Either way, the Trinity Church and all its 400-year-old floor-to-ceiling paintings still stand today. If you want to get pictures of those paintings, bring a tripod for your camera; no flash photography is allowed inside.

IT’S A “G” THING
Gondar sits relatively high in the bowl of a mountain valley 7,000 feet high — too high, apparently, for the malaria-carrying mosquitoes that plague the lower countryside. Historians think that might be one reason Fasilides chose this spot to build his imperial capital.

Others believe it was a “G” thing, literally. According to legend, an archangel prophesied that the Ethiopian capital would be built in a town whose name began with a “G.”

When you look at Fasil Ghebbi, you see a place that, in its heyday, must have have displayed great beauty, majesty, dignity. But inside the palace walls, some serious mischief was afoot — plots, betrayals, junior family members gaining the throne by murdering their elders.

Shakespeare would’ve loved this place. Some of the folks who lived within these walls could’ve taught Machiavelli a few tricks. In the words of ethiopiatravel.com:

“The battlements and towers evoke images of chivalrous knights on horseback and of ceremonies laden with pageantry and honor. Other, darker, reverberations recall chilling echoes of…plots and intrigues, tortures and poisonings.”

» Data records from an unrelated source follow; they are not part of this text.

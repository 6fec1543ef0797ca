//! Screen region manager.
//!
//! Partitions the framebuffer into three logical regions and enforces the
//! discipline that keeps tasks out of each other's cells:
//!
//! - the *text area* (rows 0..24 minus the cells below), driven by the
//!   display cursor;
//! - two *overlay bands* on the right edge, one row per live heartbeat
//!   instance, written only through `overlay_row` / `overlay_clear_row`;
//! - the *HUD*, a 26x6 task summary anchored bottom-right, redrawn lazily
//!   whenever the task table changed.

use crate::apps::heartbeat;
use crate::drivers::screen::{self, VGA_HEIGHT, VGA_WIDTH};
use crate::scheduler::{self, TaskState};
use core::sync::atomic::{AtomicBool, Ordering};

/// First column of the overlay bands; they extend to the right edge.
pub const OVERLAY_COL: usize = 60;

/// Row bases of the two overlay bands
pub const HB0_ROW_BASE: usize = 0;
pub const HB1_ROW_BASE: usize = 4;

/// Rows per overlay band
pub const OVERLAY_MAX_LINES: usize = 4;

/// HUD rectangle, anchored at the bottom-right corner
const HUD_WIDTH: usize = 26;
const HUD_HEIGHT: usize = 6;

/// Set whenever the task table changed; the HUD redraws on the next
/// schedule tick (or explicit draw) and clears the flag.
static HUD_DIRTY: AtomicBool = AtomicBool::new(true);

pub fn hud_mark_dirty() {
    HUD_DIRTY.store(true, Ordering::Relaxed);
}

/// Overlay row owned by instance `idx` of `owner`, if `owner` is an
/// overlay-owning task name and the index fits its band.
pub fn overlay_row(owner: &str, idx: usize) -> Option<usize> {
    let base = match owner {
        heartbeat::HB0_NAME => HB0_ROW_BASE,
        heartbeat::HB1_NAME => HB1_ROW_BASE,
        _ => return None,
    };
    if idx < OVERLAY_MAX_LINES {
        Some(base + idx)
    } else {
        None
    }
}

/// Blank one overlay row from `OVERLAY_COL` to the right edge.
pub fn overlay_clear_row(row: usize) {
    screen::with_screen(|s| {
        for col in OVERLAY_COL..VGA_WIDTH {
            s.put_char_at(row, col, b' ');
        }
    });
}

/// Clear both overlay bands and force a HUD redraw.
///
/// Used by the shell's `clear` command after wiping the text area; live
/// heartbeats repaint their rows on their next tick.
pub fn overlays_redraw() {
    for row in 0..(HB1_ROW_BASE + OVERLAY_MAX_LINES) {
        overlay_clear_row(row);
    }
    hud_mark_dirty();
    hud_draw_if_dirty();
}

/// Redraw the HUD when the dirty flag is set.
///
/// Clears the rectangle, writes the `Tasks` title, then one line per live
/// slot (up to five): `#<id> <state-char> <name>`. Unnamed tasks show `?`.
pub fn hud_draw_if_dirty() {
    if !HUD_DIRTY.swap(false, Ordering::Relaxed) {
        return;
    }

    let snapshot = scheduler::tasks_snapshot();

    screen::with_screen(|s| {
        let start_col = VGA_WIDTH - HUD_WIDTH;
        let start_row = VGA_HEIGHT - HUD_HEIGHT;

        for row in 0..HUD_HEIGHT {
            for col in 0..HUD_WIDTH {
                s.put_char_at(start_row + row, start_col + col, b' ');
            }
        }

        s.write_at(start_row, start_col, "Tasks");

        let mut line = 1;
        for (id, task) in snapshot.iter().enumerate() {
            if line >= HUD_HEIGHT {
                break;
            }
            if task.state == TaskState::Dead {
                continue;
            }

            s.put_char_at(start_row + line, start_col, b'#');
            s.put_char_at(start_row + line, start_col + 1, b'0' + (id % 10) as u8);
            s.put_char_at(start_row + line, start_col + 3, task.state.display_char());
            s.write_at(start_row + line, start_col + 5, task.name.unwrap_or("?"));

            line += 1;
        }
    });
}
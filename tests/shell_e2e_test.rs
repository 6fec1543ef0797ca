//! Shell end-to-end test.
//!
//! Scripts a complete interactive session into the keyboard injection
//! queue, boots the shell task plus a judge task, and hands control to the
//! task system. The judge polls the framebuffer until the shell has
//! consumed the whole script, then checks the transcript, the `ps`
//! listing, and the heartbeat overlay, and exits QEMU with the verdict.

#![no_std]
#![no_main]
#![feature(custom_test_frameworks)]
#![test_runner(coros_kernel::testing::test_runner)]
#![reexport_test_harness_main = "test_main"]

use core::panic::PanicInfo;

use coros_kernel::arch::interrupts;
use coros_kernel::arch::qemu::{exit_qemu, QemuExitCode};
use coros_kernel::debugln;
use coros_kernel::drivers::keyboard;
use coros_kernel::drivers::screen::with_screen;
use coros_kernel::scheduler;
use coros_kernel::shell;

const VGA_BUFFER: usize = 0xB8000;
const VGA_COLS: usize = 80;

const ENTER: u8 = 0x1C;

#[no_mangle]
pub extern "C" fn kmain() -> ! {
    coros_kernel::drivers::serial::init();
    interrupts::disable();
    test_main();

    loop {
        core::hint::spin_loop();
    }
}

#[panic_handler]
fn panic(info: &PanicInfo) -> ! {
    coros_kernel::testing::test_panic_handler(info)
}

fn vga_char(row: usize, col: usize) -> u8 {
    let cell = VGA_BUFFER + (row * VGA_COLS + col) * 2;
    // SAFETY:
    // - `cell` addresses a visible VGA text cell; volatile read for MMIO.
    unsafe { core::ptr::read_volatile(cell as *const u8) }
}

fn row_starts_with(row: usize, text: &str) -> bool {
    text.bytes().enumerate().all(|(i, b)| vga_char(row, i) == b)
}

fn text_at(row: usize, col: usize, text: &str) -> bool {
    text.bytes().enumerate().all(|(i, b)| vga_char(row, col + i) == b)
}

/// Make code for the characters used in the script.
fn scancode_for(c: u8) -> u8 {
    match c {
        b'a' => 0x1E,
        b'b' => 0x30,
        b'h' => 0x23,
        b'k' => 0x25,
        b'n' => 0x31,
        b'p' => 0x19,
        b's' => 0x1F,
        b't' => 0x14,
        b'w' => 0x11,
        b'0' => 0x0B,
        b' ' => 0x39,
        _ => panic!("no scancode mapping for byte {}", c),
    }
}

fn type_line(line: &str) {
    for c in line.bytes() {
        assert!(keyboard::enqueue_scancode(scancode_for(c)), "script must fit the queue");
    }
    assert!(keyboard::enqueue_scancode(ENTER));
}

fn judge_task() {
    // The shell owns slot 0 and runs first, so by the time this task gets
    // polling it usually has the whole transcript already. Wait for the
    // fourth prompt (the one after `ps`) to be safe.
    let mut settled = false;
    for _ in 0..2000 {
        scheduler::yield_now();
        if row_starts_with(9, "> ") {
            settled = true;
            break;
        }
    }
    assert!(settled, "shell did not finish the scripted session");

    // Transcript of the session, row by row.
    assert!(row_starts_with(0, "> thanks"));
    assert!(row_starts_with(1, "You're welcome!"));
    assert!(row_starts_with(2, "> spawn hb0"));
    assert!(row_starts_with(3, "Spawned hb0."));
    assert!(row_starts_with(4, "> ps"));
    assert!(row_starts_with(5, "ID STATE NAME"));
    assert!(row_starts_with(6, "0  *     shell"), "shell prints itself RUNNING");
    assert!(row_starts_with(7, "1  R     judge"));
    assert!(row_starts_with(8, "2  R     heartbeat0"));

    // The spawned heartbeat claimed overlay row 0 as instance 0.
    assert!(text_at(0, 60, "HB0 #2 : "), "heartbeat must stamp its overlay row");
    let digit = vga_char(0, 69);
    assert!(digit.is_ascii_digit(), "heartbeat counter digit must be rendered");

    // The HUD lists the live tasks bottom-right.
    assert!(text_at(19, 54, "Tasks"));
    assert!(text_at(20, 54, "#0") && text_at(20, 59, "shell"));
    assert!(text_at(21, 54, "#1") && text_at(21, 59, "judge"));
    assert!(text_at(22, 54, "#2") && text_at(22, 59, "heartbeat0"));

    debugln!("shell_e2e: all checks passed");
    exit_qemu(QemuExitCode::Success);
}

/// Contract: a scripted `thanks` / `spawn hb0` / `ps` session produces the
/// specified transcript, overlay, and HUD.
///
/// Control never returns here; the judge task exits QEMU directly.
#[test_case]
fn test_scripted_shell_session() {
    keyboard::init();
    scheduler::init();
    with_screen(|s| s.clear());

    type_line("thanks");
    type_line("spawn hb0");
    type_line("ps");

    let shell = scheduler::task_create(shell::shell_task, "shell").expect("spawn shell");
    let judge = scheduler::task_create(judge_task, "judge").expect("spawn judge");
    assert!((shell, judge) == (0, 1));

    scheduler::schedule();

    panic!("bootstrap context resumed after one-way switch");
}
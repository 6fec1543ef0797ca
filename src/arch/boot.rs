//! Multiboot entry glue.
//!
//! QEMU's `-kernel` loader (and any Multiboot 1 bootloader) scans the first
//! 8 KiB of the image for the header below, loads the ELF segments, enters
//! 32-bit protected mode with paging off, and jumps to `_start`. The
//! Multiboot handoff leaves ESP undefined, so `_start` installs the boot
//! stack before any Rust code runs and then calls the `kmain` symbol
//! provided by the final binary (the kernel image or a test kernel).

use core::arch::global_asm;

global_asm!(
    r#"
    .section .multiboot_header, "a"
    .balign 4
    .long 0x1BADB002            // magic
    .long 0x00000000            // flags
    .long 0xE4524FFE            // checksum: -(magic + flags)

    .section .bss
    .balign 16
    boot_stack_bottom:
    .skip 16384
    boot_stack_top:

    .section .text
    .global _start
    .type _start, @function
    _start:
        lea esp, [boot_stack_top]
        xor ebp, ebp
        call kmain
    1:
        cli
        hlt
        jmp 1b
    "#
);
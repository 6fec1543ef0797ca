//! Interactive shell task.
//!
//! Reads one line at a time through the line editor and dispatches on
//! literal command match. Every iteration ends in a yield so the heartbeat
//! tasks get time even while someone is typing.

use crate::apps::heartbeat;
use crate::arch::power;
use crate::debugln;
use crate::drivers::screen::with_screen;
use crate::editor;
use crate::regions;
use crate::scheduler::{self, SpawnError, TaskEntry, TaskState};

const INPUT_MAX: usize = 128;

const HELP_LINE: &str = "Unknown command. Try: clear, ps, spawn hb0, spawn hb1, kill <id>\n";

/// Shell task entry point.
pub fn shell_task() {
    let mut buf = [0u8; INPUT_MAX];

    loop {
        with_screen(|s| s.print_str("> "));
        let len = editor::read_line(&mut buf);

        // The editor only stores printable ASCII, so this never fails.
        if let Ok(line) = core::str::from_utf8(&buf[..len]) {
            dispatch(line);
        }

        // Yield each loop so other tasks get time.
        scheduler::yield_now();
    }
}

fn dispatch(line: &str) {
    match line {
        "thanks" => {
            with_screen(|s| s.print_str("You're welcome!\n"));
        }
        "exit" => {
            with_screen(|s| s.print_str("Shutting down...\n"));
            debugln!("shell: shutdown requested");
            power::shutdown();
        }
        "clear" => {
            with_screen(|s| s.clear_text_area());
            regions::overlays_redraw();
        }
        "ps" => {
            print_task_listing();
        }
        "spawn hb0" => {
            spawn_heartbeat(heartbeat::heartbeat0_task, heartbeat::HB0_NAME, "Spawned hb0.\n");
        }
        "spawn hb1" => {
            spawn_heartbeat(heartbeat::heartbeat1_task, heartbeat::HB1_NAME, "Spawned hb1.\n");
        }
        "yield" => {
            with_screen(|s| s.print_str("(yield)\n"));
            scheduler::yield_now();
        }
        _ => {
            if let Some(arg) = line.strip_prefix("kill ") {
                kill_command(arg);
            } else {
                with_screen(|s| s.print_str(HELP_LINE));
            }
        }
    }
}

/// `ps`: one line per live slot, in slot order.
fn print_task_listing() {
    let snapshot = scheduler::tasks_snapshot();

    with_screen(|s| {
        s.print_str("ID STATE NAME\n");
        for (id, task) in snapshot.iter().enumerate() {
            if task.state == TaskState::Dead {
                continue;
            }
            s.print_char(b'0' + (id % 10) as u8);
            s.print_str("  ");
            s.print_char(task.state.display_char());
            s.print_str("     ");
            s.print_str(task.name.unwrap_or("?"));
            s.print_char(b'\n');
        }
    });
}

fn spawn_heartbeat(entry: TaskEntry, name: &'static str, spawned_msg: &str) {
    match scheduler::task_create(entry, name) {
        Ok(_) => with_screen(|s| s.print_str(spawned_msg)),
        Err(SpawnError::CapacityExceeded) => {
            with_screen(|s| s.print_str("No free task slots.\n"));
        }
    }
}

fn kill_command(arg: &str) {
    let killed = parse_u32(arg).is_some_and(|id| scheduler::task_kill(id as usize).is_ok());

    if killed {
        with_screen(|s| s.print_str("Killed task.\n"));
    } else {
        with_screen(|s| s.print_str("Usage: kill <id>\n"));
    }
}

/// Decimal parse, digits only, at least one digit. Overflow wraps; the
/// task-table range check rejects any wrapped id anyway.
fn parse_u32(s: &str) -> Option<u32> {
    let bytes = s.as_bytes();
    if bytes.is_empty() {
        return None;
    }

    let mut value: u32 = 0;
    for &b in bytes {
        if !b.is_ascii_digit() {
            return None;
        }
        value = value.wrapping_mul(10).wrapping_add((b - b'0') as u32);
    }
    Some(value)
}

Even today, the author writes, “The (compound) retains an atmosphere of antique charm mingled with an aura of mystery and violence.”

Other worthwhile sites in an around Gondar include:

  • the Qusquam Palace
  • Debre Sina Mariam in Gorgora
  • the Awramba Society, the only atheist communnity in Ethiopia

The mountains that define the valley in which Gondar sits also provide the setting for the staggeringly beautiful Semien Mountains National Park, another World Heritage Site.

The story of Beta Israel is one of travail and endurance, but the land they left behind has more than a few stories of its own — and a lot worth seeing.

Gondar is on my list.

IF YOU GO
Ethiopian Airlines has a brnad-new Boeing 787 Dreamliner that can fly you non-stop from Washington DC’s Dulles International Airport to the present-day Ethiopian capital of Addis Ababa. Other flights are available from Houston.

From Addis Ababa, Ethiopian has connecting flights to Gondar’s modest airport.

It would be a lot cheaper to take a bus or minibus to Gondar. It also will take a lot longer — an entire day, possibly two.

The Taye, Quara and Goha hotels are consistently the two top-rated hotels in town, with the Florida International Hotel and the Capra Walla Inn being the two bed-and-breakfast lodging most favored by TripAdvisor.